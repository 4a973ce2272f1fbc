// Copyright (c) 2025 - Cowboy AI, Inc.
//! Attribute Decoder
//!
//! Turns namespaced attribute blobs into typed values. Each known namespace
//! has its own payload schema; [`decode`] dispatches on the namespace and
//! deserializes the payload into that schema, producing a
//! [`DecodedAttribute`] or an [`AttributeError`].
//!
//! Lookup is a linear scan and the first attribute with a matching namespace
//! is authoritative.

use std::net::IpAddr;

use serde::de::DeserializeOwned;
use serde::Deserialize;
use thiserror::Error;

use crate::domain::{format_product_name, format_vendor_name};
use crate::store::inventory::ServerAttribute;

/// Namespace holding BMC network attributes
pub const NS_BMC_ADDRESS: &str = "sh.hollow.bmc_info";

/// Namespace holding vendor, model and serial
pub const NS_VENDOR: &str = "sh.hollow.alloy.server_vendor_attributes";

/// Attribute decoding errors
#[derive(Debug, Error, Clone, PartialEq, Eq)]
pub enum AttributeError {
    #[error("BMC address attribute not found: {0}")]
    AddressNotFound(String),

    #[error("BMC address attribute invalid: {0}")]
    AddressInvalid(String),

    #[error("Vendor attributes not found: {0}")]
    VendorAttributesMissing(String),

    #[error("Device vendor unknown")]
    VendorUnknown,

    #[error("Device model unknown")]
    ModelUnknown,

    #[error("Attribute {namespace} malformed: {reason}")]
    Malformed { namespace: String, reason: String },
}

/// Attribute namespaces this crate understands
#[derive(Debug, Clone, Copy, PartialEq, Eq)]
pub enum AttributeNamespace {
    BmcAddress,
    Vendor,
}

impl AttributeNamespace {
    pub fn as_str(&self) -> &'static str {
        match self {
            Self::BmcAddress => NS_BMC_ADDRESS,
            Self::Vendor => NS_VENDOR,
        }
    }

    pub fn from_namespace(namespace: &str) -> Option<Self> {
        match namespace {
            NS_BMC_ADDRESS => Some(Self::BmcAddress),
            NS_VENDOR => Some(Self::Vendor),
            _ => None,
        }
    }
}

#[derive(Debug, Deserialize)]
struct BmcAddressPayload {
    #[serde(default)]
    address: String,
}

#[derive(Debug, Deserialize)]
struct VendorPayload {
    #[serde(default)]
    vendor: String,
    #[serde(default)]
    model: String,
    #[serde(default)]
    serial: String,
}

/// Canonicalized manufacturer identity
#[derive(Debug, Clone, PartialEq, Eq, Default)]
pub struct VendorIdentity {
    pub vendor: String,
    pub model: String,
    pub serial: String,
}

/// Strongly typed result of decoding one attribute
#[derive(Debug, Clone, PartialEq, Eq)]
pub enum DecodedAttribute {
    BmcAddress(IpAddr),
    Vendor(VendorIdentity),
}

/// First attribute in `attributes` carrying `namespace`
pub fn find_attribute<'a>(
    namespace: &str,
    attributes: &'a [ServerAttribute],
) -> Option<&'a ServerAttribute> {
    attributes.iter().find(|attr| attr.namespace == namespace)
}

/// Decode a single attribute according to its namespace
///
/// Returns `Ok(None)` for namespaces this crate does not interpret.
pub fn decode(attribute: &ServerAttribute) -> Result<Option<DecodedAttribute>, AttributeError> {
    let Some(namespace) = AttributeNamespace::from_namespace(&attribute.namespace) else {
        return Ok(None);
    };

    let decoded = match namespace {
        AttributeNamespace::BmcAddress => DecodedAttribute::BmcAddress(decode_address(attribute)?),
        AttributeNamespace::Vendor => DecodedAttribute::Vendor(decode_vendor(attribute)?),
    };

    Ok(Some(decoded))
}

/// BMC network address from an attribute set
pub fn decode_bmc_address(attributes: &[ServerAttribute]) -> Result<IpAddr, AttributeError> {
    let attribute = find_attribute(NS_BMC_ADDRESS, attributes)
        .ok_or_else(|| AttributeError::AddressNotFound(NS_BMC_ADDRESS.to_string()))?;

    decode_address(attribute)
}

/// Vendor, model and serial from an attribute set
pub fn decode_vendor_model(
    attributes: &[ServerAttribute],
) -> Result<VendorIdentity, AttributeError> {
    let attribute = find_attribute(NS_VENDOR, attributes)
        .ok_or_else(|| AttributeError::VendorAttributesMissing(NS_VENDOR.to_string()))?;

    decode_vendor(attribute)
}

fn decode_address(attribute: &ServerAttribute) -> Result<IpAddr, AttributeError> {
    let payload: BmcAddressPayload =
        payload(attribute).map_err(|e| AttributeError::AddressInvalid(e.to_string()))?;

    let address = payload.address.trim();
    if address.is_empty() {
        return Err(AttributeError::AddressInvalid(format!(
            "value undefined: {}",
            NS_BMC_ADDRESS
        )));
    }

    address
        .parse::<IpAddr>()
        .map_err(|_| AttributeError::AddressInvalid(format!("unparsable address: {}", address)))
}

fn decode_vendor(attribute: &ServerAttribute) -> Result<VendorIdentity, AttributeError> {
    let payload: VendorPayload =
        payload(attribute).map_err(|e| AttributeError::Malformed {
            namespace: attribute.namespace.clone(),
            reason: e.to_string(),
        })?;

    let identity = VendorIdentity {
        vendor: format_vendor_name(&payload.vendor),
        model: format_product_name(&payload.model),
        serial: payload.serial.trim().to_string(),
    };

    if identity.vendor.is_empty() {
        return Err(AttributeError::VendorUnknown);
    }

    if identity.model.is_empty() {
        return Err(AttributeError::ModelUnknown);
    }

    Ok(identity)
}

/// Payloads occasionally arrive double-encoded as a JSON string
fn payload<T: DeserializeOwned>(attribute: &ServerAttribute) -> Result<T, serde_json::Error> {
    match &attribute.data {
        serde_json::Value::String(raw) => serde_json::from_str(raw),
        value => T::deserialize(value),
    }
}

--

INSTRUCTIONS TO FOLLOW
Return every line of the listing above where "PartialEq" appears.

SOLVED EXERCISE
#[derive(Debug, Error, Clone, PartialEq, Eq)]
#[derive(Debug, Clone, Copy, PartialEq, Eq)]
#[derive(Debug, Clone, PartialEq, Eq, Default)]
#[derive(Debug, Clone, PartialEq, Eq)]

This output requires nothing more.